### Exercise description
Starting at the line that holds "filename replica/src/dump.rs" and stopping at the line that holds "if let Some((host, port))", restate the records below word for word, with both of those lines included.

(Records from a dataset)
════════════════
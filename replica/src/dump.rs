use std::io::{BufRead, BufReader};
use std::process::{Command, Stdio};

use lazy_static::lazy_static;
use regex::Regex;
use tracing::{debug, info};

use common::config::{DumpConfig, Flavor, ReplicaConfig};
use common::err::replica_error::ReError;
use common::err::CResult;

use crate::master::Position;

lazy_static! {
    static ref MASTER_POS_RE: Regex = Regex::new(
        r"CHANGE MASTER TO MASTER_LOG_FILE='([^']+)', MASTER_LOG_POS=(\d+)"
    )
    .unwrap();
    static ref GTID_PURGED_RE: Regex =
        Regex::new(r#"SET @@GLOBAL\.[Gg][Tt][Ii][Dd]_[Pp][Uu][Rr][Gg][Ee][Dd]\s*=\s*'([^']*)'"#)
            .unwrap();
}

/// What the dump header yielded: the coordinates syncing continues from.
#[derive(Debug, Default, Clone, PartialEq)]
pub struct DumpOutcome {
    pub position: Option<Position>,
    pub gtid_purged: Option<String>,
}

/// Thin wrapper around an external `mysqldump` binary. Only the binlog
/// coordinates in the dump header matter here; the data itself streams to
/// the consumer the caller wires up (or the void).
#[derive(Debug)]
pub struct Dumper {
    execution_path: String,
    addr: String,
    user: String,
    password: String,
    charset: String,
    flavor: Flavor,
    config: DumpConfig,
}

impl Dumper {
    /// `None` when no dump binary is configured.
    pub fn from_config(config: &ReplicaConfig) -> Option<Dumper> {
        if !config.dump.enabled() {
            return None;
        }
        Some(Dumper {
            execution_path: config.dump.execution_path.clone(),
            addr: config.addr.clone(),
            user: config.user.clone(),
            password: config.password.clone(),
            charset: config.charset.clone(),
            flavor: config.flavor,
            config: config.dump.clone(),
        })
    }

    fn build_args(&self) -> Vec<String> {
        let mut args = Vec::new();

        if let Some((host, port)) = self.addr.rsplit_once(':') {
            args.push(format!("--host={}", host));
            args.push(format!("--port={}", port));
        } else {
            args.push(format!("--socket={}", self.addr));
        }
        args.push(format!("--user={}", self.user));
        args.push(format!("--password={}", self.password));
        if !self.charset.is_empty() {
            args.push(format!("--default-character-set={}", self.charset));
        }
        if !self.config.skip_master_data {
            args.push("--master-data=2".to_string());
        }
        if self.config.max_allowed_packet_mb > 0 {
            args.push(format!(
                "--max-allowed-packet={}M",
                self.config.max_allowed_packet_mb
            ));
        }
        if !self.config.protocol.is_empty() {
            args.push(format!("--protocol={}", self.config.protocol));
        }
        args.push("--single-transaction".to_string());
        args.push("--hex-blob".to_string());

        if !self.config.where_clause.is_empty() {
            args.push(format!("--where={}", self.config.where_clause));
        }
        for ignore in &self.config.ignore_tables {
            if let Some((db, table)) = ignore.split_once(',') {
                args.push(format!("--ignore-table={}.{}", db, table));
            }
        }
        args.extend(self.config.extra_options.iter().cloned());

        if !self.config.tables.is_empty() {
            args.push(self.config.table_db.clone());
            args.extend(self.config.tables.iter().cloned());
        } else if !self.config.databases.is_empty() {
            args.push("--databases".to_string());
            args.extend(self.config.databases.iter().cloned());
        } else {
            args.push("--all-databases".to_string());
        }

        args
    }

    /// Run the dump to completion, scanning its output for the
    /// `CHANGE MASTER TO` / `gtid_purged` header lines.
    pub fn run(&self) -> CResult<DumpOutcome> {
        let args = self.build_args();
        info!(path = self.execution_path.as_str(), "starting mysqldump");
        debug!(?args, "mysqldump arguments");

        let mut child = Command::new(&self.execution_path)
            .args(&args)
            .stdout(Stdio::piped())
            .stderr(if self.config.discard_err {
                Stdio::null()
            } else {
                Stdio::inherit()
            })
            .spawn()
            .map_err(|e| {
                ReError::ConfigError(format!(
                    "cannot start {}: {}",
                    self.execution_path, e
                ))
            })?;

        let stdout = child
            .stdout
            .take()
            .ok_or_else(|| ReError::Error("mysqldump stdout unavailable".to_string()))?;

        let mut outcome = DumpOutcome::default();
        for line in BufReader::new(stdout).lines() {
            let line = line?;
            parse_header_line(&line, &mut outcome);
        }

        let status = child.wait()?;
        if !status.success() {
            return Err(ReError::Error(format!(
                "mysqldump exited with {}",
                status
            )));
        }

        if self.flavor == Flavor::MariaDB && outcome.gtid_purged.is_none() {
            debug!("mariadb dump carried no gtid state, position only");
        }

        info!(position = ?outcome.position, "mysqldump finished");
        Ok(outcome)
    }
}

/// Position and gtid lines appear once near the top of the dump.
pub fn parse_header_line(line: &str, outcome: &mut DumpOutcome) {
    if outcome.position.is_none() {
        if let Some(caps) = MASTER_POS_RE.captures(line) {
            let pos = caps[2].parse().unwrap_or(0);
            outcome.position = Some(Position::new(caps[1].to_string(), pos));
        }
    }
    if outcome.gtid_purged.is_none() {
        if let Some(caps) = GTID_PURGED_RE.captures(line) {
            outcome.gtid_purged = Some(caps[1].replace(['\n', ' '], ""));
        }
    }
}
════════════════
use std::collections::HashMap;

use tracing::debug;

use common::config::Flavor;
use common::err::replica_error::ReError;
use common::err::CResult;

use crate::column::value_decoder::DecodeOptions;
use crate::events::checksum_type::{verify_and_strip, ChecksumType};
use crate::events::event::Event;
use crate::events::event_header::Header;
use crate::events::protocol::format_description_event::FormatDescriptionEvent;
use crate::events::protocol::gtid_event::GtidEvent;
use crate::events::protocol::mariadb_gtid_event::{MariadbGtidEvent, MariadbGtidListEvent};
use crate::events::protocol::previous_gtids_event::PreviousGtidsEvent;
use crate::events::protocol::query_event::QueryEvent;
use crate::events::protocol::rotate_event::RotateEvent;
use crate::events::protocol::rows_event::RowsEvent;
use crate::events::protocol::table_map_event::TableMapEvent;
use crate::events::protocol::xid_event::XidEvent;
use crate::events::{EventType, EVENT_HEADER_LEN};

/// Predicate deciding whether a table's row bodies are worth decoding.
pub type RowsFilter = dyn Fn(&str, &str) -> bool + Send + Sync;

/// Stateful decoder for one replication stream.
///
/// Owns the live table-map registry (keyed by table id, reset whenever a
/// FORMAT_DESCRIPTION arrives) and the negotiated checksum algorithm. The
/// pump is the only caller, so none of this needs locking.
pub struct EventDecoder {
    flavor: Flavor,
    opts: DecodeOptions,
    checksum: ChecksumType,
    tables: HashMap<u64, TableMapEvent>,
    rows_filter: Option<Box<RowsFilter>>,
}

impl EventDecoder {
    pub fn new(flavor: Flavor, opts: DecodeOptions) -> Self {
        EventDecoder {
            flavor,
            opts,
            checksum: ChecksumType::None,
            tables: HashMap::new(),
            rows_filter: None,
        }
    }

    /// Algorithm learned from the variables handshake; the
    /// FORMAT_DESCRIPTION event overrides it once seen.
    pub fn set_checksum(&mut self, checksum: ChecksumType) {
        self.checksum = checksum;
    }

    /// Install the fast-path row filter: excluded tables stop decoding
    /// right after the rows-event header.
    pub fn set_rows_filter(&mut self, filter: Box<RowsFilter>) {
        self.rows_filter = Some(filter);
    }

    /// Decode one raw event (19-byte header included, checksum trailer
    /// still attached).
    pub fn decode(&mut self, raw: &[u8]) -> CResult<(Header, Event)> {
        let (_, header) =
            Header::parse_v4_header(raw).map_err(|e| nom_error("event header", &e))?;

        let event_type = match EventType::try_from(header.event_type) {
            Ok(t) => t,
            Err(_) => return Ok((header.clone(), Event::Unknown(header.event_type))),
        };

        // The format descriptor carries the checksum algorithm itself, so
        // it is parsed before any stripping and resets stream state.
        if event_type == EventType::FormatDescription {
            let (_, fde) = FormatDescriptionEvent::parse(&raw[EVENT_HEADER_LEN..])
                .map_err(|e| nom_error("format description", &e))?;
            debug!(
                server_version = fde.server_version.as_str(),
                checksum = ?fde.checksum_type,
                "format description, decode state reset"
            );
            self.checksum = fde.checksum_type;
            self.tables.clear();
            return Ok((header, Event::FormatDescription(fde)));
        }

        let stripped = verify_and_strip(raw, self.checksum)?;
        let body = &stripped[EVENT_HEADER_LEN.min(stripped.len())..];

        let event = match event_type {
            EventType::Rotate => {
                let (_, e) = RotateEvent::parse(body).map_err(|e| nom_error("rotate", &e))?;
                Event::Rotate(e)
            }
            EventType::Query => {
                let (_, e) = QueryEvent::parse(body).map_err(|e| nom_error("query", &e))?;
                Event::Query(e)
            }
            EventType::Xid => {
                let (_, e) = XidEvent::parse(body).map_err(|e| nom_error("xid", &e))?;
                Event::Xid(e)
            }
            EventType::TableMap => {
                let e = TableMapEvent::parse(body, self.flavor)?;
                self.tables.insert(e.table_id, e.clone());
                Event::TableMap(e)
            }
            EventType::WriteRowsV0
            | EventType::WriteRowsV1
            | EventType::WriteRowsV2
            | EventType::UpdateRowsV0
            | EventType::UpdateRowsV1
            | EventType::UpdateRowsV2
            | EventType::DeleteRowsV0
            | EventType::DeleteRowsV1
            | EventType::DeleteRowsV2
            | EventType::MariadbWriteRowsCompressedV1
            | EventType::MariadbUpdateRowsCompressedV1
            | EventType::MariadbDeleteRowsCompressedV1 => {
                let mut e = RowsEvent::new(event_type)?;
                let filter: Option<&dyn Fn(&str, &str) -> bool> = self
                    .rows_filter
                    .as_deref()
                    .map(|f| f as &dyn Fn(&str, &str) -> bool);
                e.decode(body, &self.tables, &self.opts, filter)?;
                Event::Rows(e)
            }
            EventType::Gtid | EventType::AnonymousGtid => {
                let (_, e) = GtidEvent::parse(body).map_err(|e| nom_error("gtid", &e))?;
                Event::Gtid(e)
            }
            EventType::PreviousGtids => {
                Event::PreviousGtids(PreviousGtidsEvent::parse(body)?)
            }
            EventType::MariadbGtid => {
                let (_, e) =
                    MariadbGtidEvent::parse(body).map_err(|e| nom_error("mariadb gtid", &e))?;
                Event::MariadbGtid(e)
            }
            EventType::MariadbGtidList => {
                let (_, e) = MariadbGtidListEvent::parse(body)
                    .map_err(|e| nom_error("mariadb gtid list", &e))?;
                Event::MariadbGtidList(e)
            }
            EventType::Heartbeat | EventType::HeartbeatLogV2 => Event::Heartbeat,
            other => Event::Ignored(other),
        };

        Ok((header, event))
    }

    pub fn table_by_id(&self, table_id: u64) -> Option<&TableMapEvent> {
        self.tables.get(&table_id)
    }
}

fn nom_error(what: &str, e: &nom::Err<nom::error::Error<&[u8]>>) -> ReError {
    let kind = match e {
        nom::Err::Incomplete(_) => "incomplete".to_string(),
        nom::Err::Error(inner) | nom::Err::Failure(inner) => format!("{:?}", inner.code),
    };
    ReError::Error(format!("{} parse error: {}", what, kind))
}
════════════════
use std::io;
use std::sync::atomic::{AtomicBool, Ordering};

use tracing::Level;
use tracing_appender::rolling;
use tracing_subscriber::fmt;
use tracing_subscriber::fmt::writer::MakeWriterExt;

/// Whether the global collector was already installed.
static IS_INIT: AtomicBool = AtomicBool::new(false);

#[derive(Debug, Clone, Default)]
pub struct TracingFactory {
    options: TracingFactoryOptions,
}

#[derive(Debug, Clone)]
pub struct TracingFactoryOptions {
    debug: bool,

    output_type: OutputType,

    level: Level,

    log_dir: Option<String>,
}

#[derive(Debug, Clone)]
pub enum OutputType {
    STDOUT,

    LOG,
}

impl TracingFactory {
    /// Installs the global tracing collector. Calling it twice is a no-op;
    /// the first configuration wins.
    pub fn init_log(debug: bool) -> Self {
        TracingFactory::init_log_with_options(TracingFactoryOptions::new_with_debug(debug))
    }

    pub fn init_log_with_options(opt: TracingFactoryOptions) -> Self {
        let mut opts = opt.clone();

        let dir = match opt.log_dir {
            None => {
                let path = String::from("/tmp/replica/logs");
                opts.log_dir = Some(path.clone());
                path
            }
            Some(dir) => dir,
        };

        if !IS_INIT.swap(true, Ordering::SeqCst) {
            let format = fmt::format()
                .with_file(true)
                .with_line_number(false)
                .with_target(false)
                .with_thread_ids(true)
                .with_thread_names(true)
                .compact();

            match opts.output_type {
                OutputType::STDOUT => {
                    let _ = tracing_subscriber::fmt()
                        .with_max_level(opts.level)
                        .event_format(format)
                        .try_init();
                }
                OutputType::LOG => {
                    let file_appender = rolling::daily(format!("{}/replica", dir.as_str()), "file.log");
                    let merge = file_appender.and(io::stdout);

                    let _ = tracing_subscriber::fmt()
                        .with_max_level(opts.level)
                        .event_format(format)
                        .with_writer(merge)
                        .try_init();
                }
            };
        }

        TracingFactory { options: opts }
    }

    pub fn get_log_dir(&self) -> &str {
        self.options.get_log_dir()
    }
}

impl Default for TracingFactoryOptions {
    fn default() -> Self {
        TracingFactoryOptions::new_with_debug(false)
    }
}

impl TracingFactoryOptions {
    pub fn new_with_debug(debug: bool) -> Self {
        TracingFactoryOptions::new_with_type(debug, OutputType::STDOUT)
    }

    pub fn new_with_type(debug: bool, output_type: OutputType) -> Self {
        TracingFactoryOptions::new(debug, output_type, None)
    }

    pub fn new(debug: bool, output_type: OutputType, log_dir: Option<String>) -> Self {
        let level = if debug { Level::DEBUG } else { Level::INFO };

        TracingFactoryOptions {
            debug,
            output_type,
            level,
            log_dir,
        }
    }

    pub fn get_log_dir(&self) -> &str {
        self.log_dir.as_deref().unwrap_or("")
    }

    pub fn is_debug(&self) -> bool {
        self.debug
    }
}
════════════════
### Reply
filename replica/src/dump.rs
use std::io::{BufRead, BufReader};
use std::process::{Command, Stdio};

use lazy_static::lazy_static;
use regex::Regex;
use tracing::{debug, info};

use common::config::{DumpConfig, Flavor, ReplicaConfig};
use common::err::replica_error::ReError;
use common::err::CResult;

use crate::master::Position;

lazy_static! {
    static ref MASTER_POS_RE: Regex = Regex::new(
        r"CHANGE MASTER TO MASTER_LOG_FILE='([^']+)', MASTER_LOG_POS=(\d+)"
    )
    .unwrap();
    static ref GTID_PURGED_RE: Regex =
        Regex::new(r#"SET @@GLOBAL\.[Gg][Tt][Ii][Dd]_[Pp][Uu][Rr][Gg][Ee][Dd]\s*=\s*'([^']*)'"#)
            .unwrap();
}

/// What the dump header yielded: the coordinates syncing continues from.
#[derive(Debug, Default, Clone, PartialEq)]
pub struct DumpOutcome {
    pub position: Option<Position>,
    pub gtid_purged: Option<String>,
}

/// Thin wrapper around an external `mysqldump` binary. Only the binlog
/// coordinates in the dump header matter here; the data itself streams to
/// the consumer the caller wires up (or the void).
#[derive(Debug)]
pub struct Dumper {
    execution_path: String,
    addr: String,
    user: String,
    password: String,
    charset: String,
    flavor: Flavor,
    config: DumpConfig,
}

impl Dumper {
    /// `None` when no dump binary is configured.
    pub fn from_config(config: &ReplicaConfig) -> Option<Dumper> {
        if !config.dump.enabled() {
            return None;
        }
        Some(Dumper {
            execution_path: config.dump.execution_path.clone(),
            addr: config.addr.clone(),
            user: config.user.clone(),
            password: config.password.clone(),
            charset: config.charset.clone(),
            flavor: config.flavor,
            config: config.dump.clone(),
        })
    }

    fn build_args(&self) -> Vec<String> {
        let mut args = Vec::new();

        if let Some((host, port)) = self.addr.rsplit_once(':') {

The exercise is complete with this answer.